= Activity =
Both the line with "mod messages;" and the line with "pub const STREAM_SUFFIX: &str" in the records below must appear in the output, along with every line between them, exactly and with nothing added.

━━━━━ Excerpted data

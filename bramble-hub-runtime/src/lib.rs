//! Hub-side coordination: address allocation, forwarding, per-node pending
//! updates, and network health bookkeeping (§4.7-§4.9).
//!
//! This crate is `std` throughout — it runs on the hub's host, not on a
//! node's microcontroller — so it leans on `HashMap`/`VecDeque`/`String`
//! where `bramble-node-runtime` reaches for `heapless` equivalents.

pub mod address_manager;
pub mod network_stats;
pub mod router;

pub use address_manager::{AddressError, AddressManager, NodeInfo, DEFAULT_DEREGISTER_TIMEOUT_S, DEFAULT_INACTIVE_TIMEOUT_S};
pub use network_stats::{CriticalityCounters, GlobalCounters, LinkQuality, NetworkStats, PeerStats};
pub use router::{FrameSink, ForwardOutcome, HubRouter, HubRouterError, PendingUpdate, PendingUpdateKind, RouteEntry, UpdateDescription};
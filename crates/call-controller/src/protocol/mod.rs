//! Control-channel protocol.
//!
//! Every peer owns a private control channel, `<number>-ctrl`, on which other
//! peers publish [`ControlMessage`]s addressed to it. A broadcasting peer also
//! owns a stream channel, `<number>-stream`, that carries viewer data and
//! presence.
//!
//! Messages carry no sequence number, timestamp or acknowledgment; the wire
//! format is the JSON object `{ "type": "<kind>", "data": <payload> }`.

mod messages;

pub use messages::{decode, AudioState, ControlMessage, Inbound, VideoState, KNOWN_TYPES};

use serde::{Deserialize, Serialize};
use std::fmt;
use std::str::FromStr;

/// Suffix of a peer's control channel.
pub const CONTROL_SUFFIX: &str = "-ctrl";

/// Suffix of a peer's stream channel.
pub const STREAM_SUFFIX: &str = "-stream";

/// Control channel owned by `number`.
#[must_use]
pub fn control_channel(number: &str) -> String {
    format!("{number}{CONTROL_SUFFIX}")
}

/// Stream channel owned by `name` (a peer number or an alias).
#[must_use]
pub fn stream_channel(name: &str) -> String {
    format!("{name}{STREAM_SUFFIX}")
}

/// Call topology, fixed at controller construction.
#[derive(Debug, Clone, Copy, PartialEq, Eq, Default, Serialize, Deserialize)]
#[serde(rename_all = "lowercase")]
pub enum Mode {
    /// Full mesh: every peer dials and announces to every other peer.
    #[default]
    Group,
    /// One broadcaster, many viewers joining its stream channel.
    Oneway,
}

impl Mode {
    #[must_use]
    pub const fn as_str(&self) -> &'static str {
        match self {
            Mode::Group => "group",
            Mode::Oneway => "oneway",
        }
    }

    #[must_use]
    pub const fn is_oneway(&self) -> bool {
        matches!(self, Mode::Oneway)
    }
}

impl fmt::Display for Mode {
    fn fmt(&self, f: &mut fmt::Formatter<'_>) -> fmt::Result {
        f.write_str(self.as_str())
    }
}

impl FromStr for Mode {
    type Err = String;

    fn from_str(s: &str) -> Result<Self, Self::Err> {
        match s.trim().to_ascii_lowercase().as_str() {
            "group" => Ok(Mode::Group),
            "oneway" | "stream" => Ok(Mode::Oneway),
            other => Err(format!("unknown call mode '{other}'")),
        }
    }
}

━━━━━━━━━━

= Written response =
mod messages;

pub use messages::{decode, AudioState, ControlMessage, Inbound, VideoState, KNOWN_TYPES};

use serde::{Deserialize, Serialize};
use std::fmt;
use std::str::FromStr;

/// Suffix of a peer's control channel.
pub const CONTROL_SUFFIX: &str = "-ctrl";

/// Suffix of a peer's stream channel.
pub const STREAM_SUFFIX: &str = "-stream";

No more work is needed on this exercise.